Así que ahí estaba de nuevo Amor, de regreso en la granja para otro funeral. Su llegada fue una versión inversa de la última partida: Anton la esperaba en el aeropuerto. La reconoció cuando la tuvo casi delante: el cabello más corto, algunas canas en los lados. “Ya no es tan joven. Ninguno de nosotros lo es. El mecanismo que regula la intensidad de la luz pierde efecto poco a poco”, pensó Anton, quien tenía entradas más pronunciadas, arrugas oscuras cerca de los ojos y un cansancio profundo, según notó Amor. No se tocaron, se limitaron a saludarse de palabra y a mirarse a través del vacío que dejó Astrid, quien era una suerte de pegamento para los tres. En el trayecto hacia la granja llenaron el silencio con el tema de los intereses comunes. La abogada, le informó Anton, había tratado de localizarla todo este tiempo porque no tenía el número de la cuenta para depositarle, mes a mes, lo que le correspondía de la herencia; mientras, lo había hecho en una cuenta provisional.

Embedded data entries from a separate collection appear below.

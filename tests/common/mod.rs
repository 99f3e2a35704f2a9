// Shared helpers for integration tests.
//
// Provides a temporary-directory-backed workspace holding a store, a live
// configuration area and a `provision.toml`, so each integration test can set
// up an isolated environment without repeating filesystem boilerplate.
//
// Used by all integration test binaries that declare `mod common;`.
#![allow(dead_code)]

use std::path::{Path, PathBuf};
use std::sync::Arc;

use provision_cli::cli::GlobalOpts;
use provision_cli::expand::Environment;
use provision_cli::logging::Logger;

/// An isolated workspace backed by a [`tempfile::TempDir`].
///
/// Layout:
/// - `store/`          the dotfiles store that link targets point into
/// - `live/`           where applications expect their configuration
/// - `provision.toml`  written by [`TestWorkspace::write_config`]
pub struct TestWorkspace {
    /// Temporary directory containing the workspace.
    pub root: tempfile::TempDir,
}

impl TestWorkspace {
    /// Create an empty workspace with `store/` and `live/` directories.
    pub fn new() -> Self {
        let root = tempfile::tempdir().expect("create temp dir");
        std::fs::create_dir_all(root.path().join("store")).expect("create store dir");
        std::fs::create_dir_all(root.path().join("live")).expect("create live dir");
        Self { root }
    }

    /// Path to the workspace root.
    pub fn path(&self) -> &Path {
        self.root.path()
    }

    /// Path to the store directory.
    pub fn store(&self) -> PathBuf {
        self.root.path().join("store")
    }

    /// Path to the live configuration directory.
    pub fn live(&self) -> PathBuf {
        self.root.path().join("live")
    }

    /// Path of the configuration file.
    pub fn config_path(&self) -> PathBuf {
        self.root.path().join("provision.toml")
    }

    /// Write a file under the store, creating parent directories.
    pub fn store_file(&self, relative: &str, content: &str) -> PathBuf {
        let path = self.store().join(relative);
        if let Some(parent) = path.parent() {
            std::fs::create_dir_all(parent).expect("create store parent");
        }
        std::fs::write(&path, content).expect("write store file");
        path
    }

    /// Write `provision.toml`. `{root}` is replaced with the workspace root
    /// so TOML literal strings can name paths inside it.
    pub fn write_config(&self, template: &str) {
        let content = template.replace("{root}", &self.path().to_string_lossy());
        std::fs::write(self.config_path(), content).expect("write provision.toml");
    }

    /// Global options pointing at this workspace's configuration.
    pub fn global(&self, dry_run: bool) -> GlobalOpts {
        GlobalOpts {
            dry_run,
            config: Some(self.config_path()),
            json: false,
        }
    }
}

/// An environment that resolves nothing, so tests never depend on the host.
pub fn empty_env() -> Environment {
    Environment::from_pairs(Vec::<(String, String)>::new())
}

/// A logger that writes no log file.
pub fn logger() -> Arc<Logger> {
    Arc::new(Logger::new(None))
}
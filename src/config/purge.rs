//! `[purge]` section.
use serde::Deserialize;

use crate::purge::PurgeRequest;

/// Raw `[purge]` table.
#[derive(Debug, Default, Clone, Deserialize)]
#[serde(deny_unknown_fields)]
pub struct PurgeSection {
    /// Directory-glob patterns, purged in order.
    #[serde(default)]
    pub patterns: Vec<String>,
}

impl PurgeSection {
    /// One request per non-blank pattern.
    #[must_use]
    pub fn requests(&self) -> Vec<PurgeRequest> {
        self.patterns
            .iter()
            .map(|p| p.trim())
            .filter(|p| !p.is_empty())
            .map(PurgeRequest::new)
            .collect()
    }
}
//! Named tasks that feed configuration into the engines and log the results.
/// Shared execution context and run report.
pub mod context;
/// Link reconciliation task.
pub mod links;
/// Package installation task.
pub mod packages;
/// Temporary file purge task.
pub mod purge;
/// Dotfiles store synchronisation task.
pub mod store;

pub use context::{Context, RunReport};

use anyhow::Result;

use crate::logging::{TaskEntry, TaskStatus};

/// Result of a single task execution.
///
/// # Examples
///
/// ```
/// use provision_cli::tasks::TaskResult;
///
/// let ok = TaskResult::Ok;
/// let skipped = TaskResult::Skipped("nothing configured".into());
/// let dry = TaskResult::DryRun;
///
/// assert!(matches!(ok, TaskResult::Ok));
/// assert!(matches!(skipped, TaskResult::Skipped(_)));
/// assert!(matches!(dry, TaskResult::DryRun));
/// ```
#[derive(Debug, Clone)]
pub enum TaskResult {
    /// Task completed successfully.
    Ok,
    /// Task was skipped, with the reason.
    Skipped(String),
    /// Task ran in dry-run mode.
    DryRun,
}

impl TaskResult {
    /// `DryRun` when `dry_run` is set, otherwise `Ok`.
    #[must_use]
    pub const fn done(dry_run: bool) -> Self {
        if dry_run { Self::DryRun } else { Self::Ok }
    }
}

/// A named, executable task.
pub trait Task: Send + Sync {
    /// Human-readable task name.
    fn name(&self) -> &str;

    /// Whether this task should run on the current platform and configuration.
    fn should_run(&self, ctx: &Context) -> bool;

    /// Execute the task.
    ///
    /// # Errors
    ///
    /// Returns an error if the task cannot run at all, or if any of its items
    /// failed in a way the run summary must report.
    fn run(&self, ctx: &Context) -> Result<TaskResult>;
}

/// The tasks run by the install command, in execution order.
#[must_use]
pub fn all_install_tasks() -> Vec<Box<dyn Task>> {
    vec![
        Box::new(store::SyncStore),
        Box::new(packages::InstallPackages),
        Box::new(links::ReconcileLinks),
        Box::new(purge::PurgePaths::configured()),
    ]
}

/// Execute a task, recording the result in the logger and the run report.
pub fn execute(task: &dyn Task, ctx: &Context) {
    let (status, message) = if task.should_run(ctx) {
        ctx.log.stage(task.name());
        match task.run(ctx) {
            Ok(TaskResult::Ok) => (TaskStatus::Ok, None),
            Ok(TaskResult::Skipped(reason)) => {
                ctx.log.info(&format!("skipped: {reason}"));
                (TaskStatus::Skipped, Some(reason))
            }
            Ok(TaskResult::DryRun) => (TaskStatus::DryRun, None),
            Err(e) => {
                ctx.log.error(&format!("{}: {e:#}", task.name()));
                (TaskStatus::Failed, Some(format!("{e:#}")))
            }
        }
    } else {
        ctx.log
            .debug(&format!("skipping task: {} (not applicable)", task.name()));
        (TaskStatus::NotApplicable, None)
    };

    ctx.log.record_task(task.name(), status, message.as_deref());
    ctx.report(|r| {
        r.tasks.push(TaskEntry {
            name: task.name().to_string(),
            status,
            message,
        });
    });
}


#[cfg(test)]
#[allow(clippy::expect_used, clippy::unwrap_used, clippy::indexing_slicing)]
mod tests {
    use super::*;
    use super::test_helpers::{empty_config, make_context};

    /// A mock task for testing `execute()`.
    struct MockTask {
        name: &'static str,
        should_run: bool,
        result: Result<TaskResult, String>,
    }

    impl Task for MockTask {
        fn name(&self) -> &str {
            self.name
        }
        fn should_run(&self, _ctx: &Context) -> bool {
            self.should_run
        }
        fn run(&self, _ctx: &Context) -> Result<TaskResult> {
            self.result.clone().map_err(|s| anyhow::anyhow!("{s}"))
        }
    }

    #[test]
    fn execute_records_not_applicable_without_running() {
        let (ctx, log) = make_context(empty_config());
        let task = MockTask {
            name: "skip-me",
            should_run: false,
            result: Err("must not run".to_string()),
        };

        execute(&task, &ctx);

        assert_eq!(log.tasks()[0].1, TaskStatus::NotApplicable);
        assert!(!log.contains("must not run"));
    }

    #[test]
    fn execute_records_each_result_kind() {
        let (ctx, log) = make_context(empty_config());
        for (name, result) in [
            ("ok", Ok(TaskResult::Ok)),
            ("skip", Ok(TaskResult::Skipped("nothing to do".to_string()))),
            ("dry", Ok(TaskResult::DryRun)),
            ("fail", Err("boom".to_string())),
        ] {
            execute(
                &MockTask {
                    name,
                    should_run: true,
                    result,
                },
                &ctx,
            );
        }

        let statuses: Vec<TaskStatus> = log.tasks().iter().map(|t| t.1).collect();
        assert_eq!(
            statuses,
            vec![
                TaskStatus::Ok,
                TaskStatus::Skipped,
                TaskStatus::DryRun,
                TaskStatus::Failed
            ]
        );
        assert_eq!(log.tasks()[3].2.as_deref(), Some("boom"));
        assert!(log.contains("error: fail: boom"));
        assert!(log.contains("info: skipped: nothing to do"));

        let report = ctx.report_snapshot();
        assert_eq!(report.tasks.len(), 4);
        assert_eq!(report.tasks[1].message.as_deref(), Some("nothing to do"));
    }

    #[test]
    fn install_task_order() {
        let names: Vec<String> = all_install_tasks()
            .iter()
            .map(|t| t.name().to_string())
            .collect();
        assert_eq!(
            names,
            vec![
                "Sync store",
                "Install packages",
                "Reconcile links",
                "Purge temporary files"
            ]
        );
    }
}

Ya que estaba en ello, Anton aprovechó para decirle que tal vez necesitara vender algunos campos, una pequeña parte de la granja. “Tengo que pagar unas facturas muy altas, los precios y los impuestos no paran de subir, los gastos de mantenimiento son una pesadilla… Pero ahora mismo no es importante, podemos comentarlo después”. También le habló de su novela inconclusa.

 

Para Amor lo de la cuenta era secundario. Y si alguna sospecha sobre las finanzas familiares debió levantarse en ella cuando llegaron a la granja y se percató de que a la fachada le hacía falta una mano de pintura y los macizos de flores, tan cuidados por Ma, estaban abandonados, tampoco era algo que le preocupara. Dentro de la casa observó grietas y pequeños hundimientos, a una mesa le faltaba una pata y al vidrio de una ventana lo había sustituido el papel periódico: todo era sucio y ligeramente deteriorado, pero ella quería hablar de Salome —quien ya rondaba los sesenta años y arrastraba los pies— y fue lo que hizo. “Otra vez con eso”, le dijo Anton, asombrado. “Sí. Otra vez con eso”, le respondió. “Mi intención era arreglarlo. De veras. Pero… No sé, la vida me ha ido llevando”. Amor no se quedaría mucho tiempo y era poco probable que en ese momento alcanzaran a cumplir la última voluntad de Rachel. “Podemos cerrarlo todo a distancia”, le sugirió Anton. Sin embargo, el asunto continuaría como una herida abierta: su hermano condicionó su solución a que Amor consintiera la venta de los terrenos. Dijo que no y ya no tendrían otra oportunidad de discutirlo, porque la próxima noticia que ella sabría de Anton sería que se voló los sesos con la escopeta de Pa.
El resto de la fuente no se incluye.